January 04, 2002|CARL INGRAM | TIMES STAFF WRITER

SACRAMENTO — Calling an apparent end to additional security improvements at the state Capitol, the powerful leader of the Senate said Thursday that safety protections for its occupants and the public are adequate.

Except for installing metal detectors at entrances to the 127-year-old statehouse, Senate President pro tem John Burton said every reasonable security upgrade has been made and no more are necessary.

"There is adequate protection for what you can protect against," he told reporters. He also said that "anybody who is willing to die to do something, you can't stop them."

Assemblyman Dennis Cardoza (D-Merced), chairman of a Capitol security committee, which includes Burton, said he generally agreed that security has been improved, but he was not ready to say that the job is finished.

"We still have to look at a permanent barrier for the Capitol perimeter," Cardoza said.

Burton is the Legislature's most powerful member. Without his approval, spending on new projects can be certain to stop.

Commissioner D.O. "Spike" Helmick of the California Highway Patrol, which is in charge of security at state structures, said that about $2 million has been invested in new Capitol security measures during the last few years.

But the Sept. 11 terrorist attacks against the World Trade Center and the Pentagon and the anthrax scare turned up the pressure to make the state Capitol even safer, including moving the mail room from a basement site under the governor's office to a secure spot several miles away.

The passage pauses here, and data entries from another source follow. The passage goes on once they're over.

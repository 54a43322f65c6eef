use rust_decimal::Decimal;
use sea_orm::error::DbErr;
use thiserror::Error;

use crate::services::consumption::LineFailure;
use crate::services::scheduling::AllocationConflict;

/// Error type returned by every service operation.
///
/// Expected failure conditions are expressed as typed variants; nothing in
/// the service layer panics for them. Idempotent replays are successes and
/// never surface here.
#[derive(Debug, Error)]
pub enum ServiceError {
    #[error("Validation error: {0}")]
    Validation(String),

    #[error("Not found: {0}")]
    NotFound(String),

    #[error("Conflict: {0}")]
    Conflict(String),

    #[error("Scheduling conflict: {} overlapping allocation(s)", conflicts.len())]
    SchedulingConflict { conflicts: Vec<AllocationConflict> },

    #[error("Insufficient resource: available {available}, required {required}")]
    InsufficientResource {
        available: Decimal,
        required: Decimal,
    },

    #[error("Material consumption failed for all {} outstanding line(s)", failures.len())]
    ConsumptionFailed { failures: Vec<LineFailure> },

    #[error("Concurrent modification: {0}")]
    Concurrency(String),

    #[error("Database error: {0}")]
    Database(DbErr),

    #[error("Event error: {0}")]
    Event(String),
}

impl ServiceError {
    /// Wraps a database error, classifying lock-wait and busy conditions as
    /// retryable `Concurrency` errors per the store's lock-timeout policy.
    pub fn db(err: DbErr) -> Self {
        let message = err.to_string();
        let lowered = message.to_lowercase();
        if lowered.contains("database is locked")
            || lowered.contains("lock timeout")
            || lowered.contains("could not obtain lock")
            || lowered.contains("deadlock")
        {
            ServiceError::Concurrency(message)
        } else {
            ServiceError::Database(err)
        }
    }

    pub fn is_retryable(&self) -> bool {
        matches!(self, ServiceError::Concurrency(_))
    }
}

impl From<validator::ValidationErrors> for ServiceError {
    fn from(err: validator::ValidationErrors) -> Self {
        ServiceError::Validation(err.to_string())
    }
}

#[cfg(test)]
mod tests {
    use super::*;

    #[test]
    fn busy_database_classifies_as_concurrency() {
        let err = ServiceError::db(DbErr::Custom("database is locked".into()));
        assert!(matches!(err, ServiceError::Concurrency(_)));
        assert!(err.is_retryable());
    }

    #[test]
    fn other_db_errors_stay_database_errors() {
        let err = ServiceError::db(DbErr::Custom("syntax error".into()));
        assert!(matches!(err, ServiceError::Database(_)));
        assert!(!err.is_retryable());
    }
}
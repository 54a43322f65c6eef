use chrono::{DateTime, Utc};
use rust_decimal::Decimal;
use sea_orm::entity::prelude::*;
use serde::{Deserialize, Serialize};

/// A required-quantity-of-part entry attached to a production order.
/// `quantity_consumed` is maintained exclusively by the consumption ledger
/// inside its transaction.
#[derive(Clone, Debug, PartialEq, DeriveEntityModel, Serialize, Deserialize)]
#[sea_orm(table_name = "bom_lines")]
pub struct Model {
    #[sea_orm(primary_key, auto_increment = false)]
    pub id: Uuid,
    pub order_id: Uuid,
    pub part_id: Uuid,
    #[sea_orm(column_type = "Decimal(Some((19, 4)))")]
    pub quantity_required: Decimal,
    #[sea_orm(column_type = "Decimal(Some((19, 4)))")]
    pub quantity_consumed: Decimal,
    pub is_consumed: bool,
    pub source_location_id: Option<Uuid>,
    pub created_at: DateTime<Utc>,
    pub updated_at: DateTime<Utc>,
}

impl Model {
    /// Quantity still to consume; negative when over-consumed by manual
    /// entries.
    pub fn outstanding(&self) -> Decimal {
        self.quantity_required - self.quantity_consumed
    }
}

#[derive(Copy, Clone, Debug, EnumIter, DeriveRelation)]
pub enum Relation {
    #[sea_orm(
        belongs_to = "super::production_order::Entity",
        from = "Column::OrderId",
        to = "super::production_order::Column::Id"
    )]
    Order,
    #[sea_orm(
        belongs_to = "super::part::Entity",
        from = "Column::PartId",
        to = "super::part::Column::Id"
    )]
    Part,
}

impl Related<super::production_order::Entity> for Entity {
    fn to() -> RelationDef {
        Relation::Order.def()
    }
}

impl Related<super::part::Entity> for Entity {
    fn to() -> RelationDef {
        Relation::Part.def()
    }
}

impl ActiveModelBehavior for ActiveModel {}
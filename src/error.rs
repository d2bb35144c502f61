//! Error types shared across the calculator and graph modules.

use thiserror::Error;

/// The two failure kinds surfaced by an evaluation.
#[derive(Clone, Copy, Debug, Error, PartialEq, Eq)]
pub enum EvalError {
    /// Malformed or incomplete input, including empty text and a trailing operator.
    #[error("Invalid Expression")]
    InvalidExpression,
    /// The result is infinite or not a number.
    #[error("Division by Zero")]
    DivisionByZero,
}

/// A lexing or parsing failure, positioned at a character offset of the input.
///
/// Never reaches callers of the evaluator directly: it is collapsed into
/// [`EvalError::InvalidExpression`] at the evaluation boundary, but the graph
/// module uses the message to explain why a function was rejected.
#[derive(Clone, Debug, Error, PartialEq, Eq)]
pub enum ParseError {
    #[error("empty expression")]
    Empty,
    #[error("unexpected character '{ch}' at position {position}")]
    UnexpectedChar { ch: char, position: usize },
    #[error("unknown name '{name}' at position {position}")]
    UnknownName { name: String, position: usize },
    #[error("malformed number '{text}' at position {position}")]
    MalformedNumber { text: String, position: usize },
    #[error("unexpected '{found}' at position {position}")]
    UnexpectedToken { found: String, position: usize },
    #[error("'{name}' at position {position} must be followed by '('")]
    MissingArgument { name: String, position: usize },
    #[error("unexpected end of expression")]
    UnexpectedEnd,
    #[error("unmatched ')' at position {position}")]
    UnmatchedClose { position: usize },
    #[error("expression nests deeper than {0} levels")]
    TooDeep(usize),
}

impl From<ParseError> for EvalError {
    fn from(_: ParseError) -> Self {
        EvalError::InvalidExpression
    }
}

/// Validation failures for graph settings.
#[derive(Clone, Debug, Error, PartialEq)]
pub enum SettingsError {
    #[error("x range [{min}, {max}] must be finite with min below max")]
    InvalidXRange { min: f64, max: f64 },
    #[error("y range [{min}, {max}] must be finite with min below max")]
    InvalidYRange { min: f64, max: f64 },
    #[error("step {0} must be a positive finite number")]
    InvalidStep(f64),
    #[error("step {step} over the x range would produce {count} points (limit {limit})")]
    TooManySamples { step: f64, count: f64, limit: usize },
}

/// Failures reported when editing the equation set.
#[derive(Clone, Debug, Error, PartialEq)]
pub enum GraphError {
    #[error("Enter a function to plot.")]
    EmptyEquation,
    #[error("Maximum of {0} equations reached. Please remove one to add another.")]
    TooManyEquations(usize),
    #[error(
        "Invalid function: could not evaluate 'y = {text}'. Check syntax (e.g., missing '*' or unmatched brackets). ({reason})"
    )]
    InvalidFunction { text: String, reason: String },
    #[error(transparent)]
    Settings(#[from] SettingsError),
}
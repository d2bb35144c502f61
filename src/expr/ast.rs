//! Expression tree and its tree-walking evaluator.

use super::grammar::Function;

#[derive(Clone, Copy, Debug, PartialEq, Eq)]
pub enum BinaryOp {
    Add,
    Subtract,
    Multiply,
    Divide,
    Power,
}

impl BinaryOp {
    fn apply(self, lhs: f64, rhs: f64) -> f64 {
        match self {
            Self::Add => lhs + rhs,
            Self::Subtract => lhs - rhs,
            Self::Multiply => lhs * rhs,
            Self::Divide => lhs / rhs,
            Self::Power => lhs.powf(rhs),
        }
    }
}

/// A parsed expression. Constants are folded into [`Expr::Number`] while parsing.
#[derive(Clone, Debug, PartialEq)]
pub enum Expr {
    Number(f64),
    /// The plotted variable `x`.
    Variable,
    Negate(Box<Expr>),
    /// `a%`, one hundredth of the operand.
    Percent(Box<Expr>),
    Binary {
        op: BinaryOp,
        lhs: Box<Expr>,
        rhs: Box<Expr>,
    },
    /// A left-associative run of same-precedence operators, `a + b - c`.
    /// Kept flat so long sums and products do not deepen the tree.
    Chain {
        first: Box<Expr>,
        rest: Vec<(BinaryOp, Expr)>,
    },
    Call {
        function: Function,
        argument: Box<Expr>,
    },
}

impl Expr {
    pub fn binary(op: BinaryOp, lhs: Expr, rhs: Expr) -> Self {
        Self::Binary {
            op,
            lhs: Box::new(lhs),
            rhs: Box::new(rhs),
        }
    }

    /// `first` alone, or a [`Expr::Chain`] when `rest` is non-empty.
    pub fn chain(first: Expr, rest: Vec<(BinaryOp, Expr)>) -> Self {
        if rest.is_empty() {
            first
        } else {
            Self::Chain {
                first: Box::new(first),
                rest,
            }
        }
    }

    /// Evaluate with `x` bound to the given value.
    ///
    /// Never fails: division by zero and domain errors surface as infinities
    /// or NaN for the caller to classify.
    pub fn eval(&self, x: f64) -> f64 {
        match self {
            Self::Number(n) => *n,
            Self::Variable => x,
            Self::Negate(inner) => -inner.eval(x),
            Self::Percent(inner) => inner.eval(x) / 100.0,
            Self::Binary { op, lhs, rhs } => op.apply(lhs.eval(x), rhs.eval(x)),
            Self::Chain { first, rest } => rest
                .iter()
                .fold(first.eval(x), |acc, (op, rhs)| op.apply(acc, rhs.eval(x))),
            Self::Call { function, argument } => function.apply(argument.eval(x)),
        }
    }

    /// Whether the tree mentions `x` anywhere.
    pub fn uses_variable(&self) -> bool {
        match self {
            Self::Number(_) => false,
            Self::Variable => true,
            Self::Negate(inner) | Self::Percent(inner) => inner.uses_variable(),
            Self::Binary { lhs, rhs, .. } => lhs.uses_variable() || rhs.uses_variable(),
            Self::Chain { first, rest } => {
                first.uses_variable() || rest.iter().any(|(_, operand)| operand.uses_variable())
            }
            Self::Call { argument, .. } => argument.uses_variable(),
        }
    }
}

Since then, security improvements have included locking all doors to the Capitol except at two entries, where visitors must display identification and can be searched. Also, extra CHP officers and two bomb-sniffing dogs patrol the building and surrounding Capitol Park.

At several spots, flower pots weighing one ton each have been erected as temporary barriers against vehicles. No agreement has been reached on a permanent barricade, long sought by the CHP.

Starting in the mid-1990s, a slow but steady effort has been underway to improve security in the building. Steps include hidden video cameras, special lighting, metal detectors at the Senate visitors gallery, electronic lock systems, employee ID badges and stricter access to the Capitol basement garage where the cars of the governor and lawmakers are parked.

But Burton told reporters Thursday he believes the only addition still needed is metal detectors at the two public entrances. He said he wants the detectors installed inside the building and not outside where lines of "little school kids [could] catch pneumonia in the rain."

There also is no agreement yet on where visitors would gather inside the building while waiting to go through the detectors. Burton noted that at the U.S. Capitol, visitors are screened inside the buildings.

Helmick was mostly satisfied with the progress. "We could do more, sure, but . . . we've come a lot further than I ever thought we would."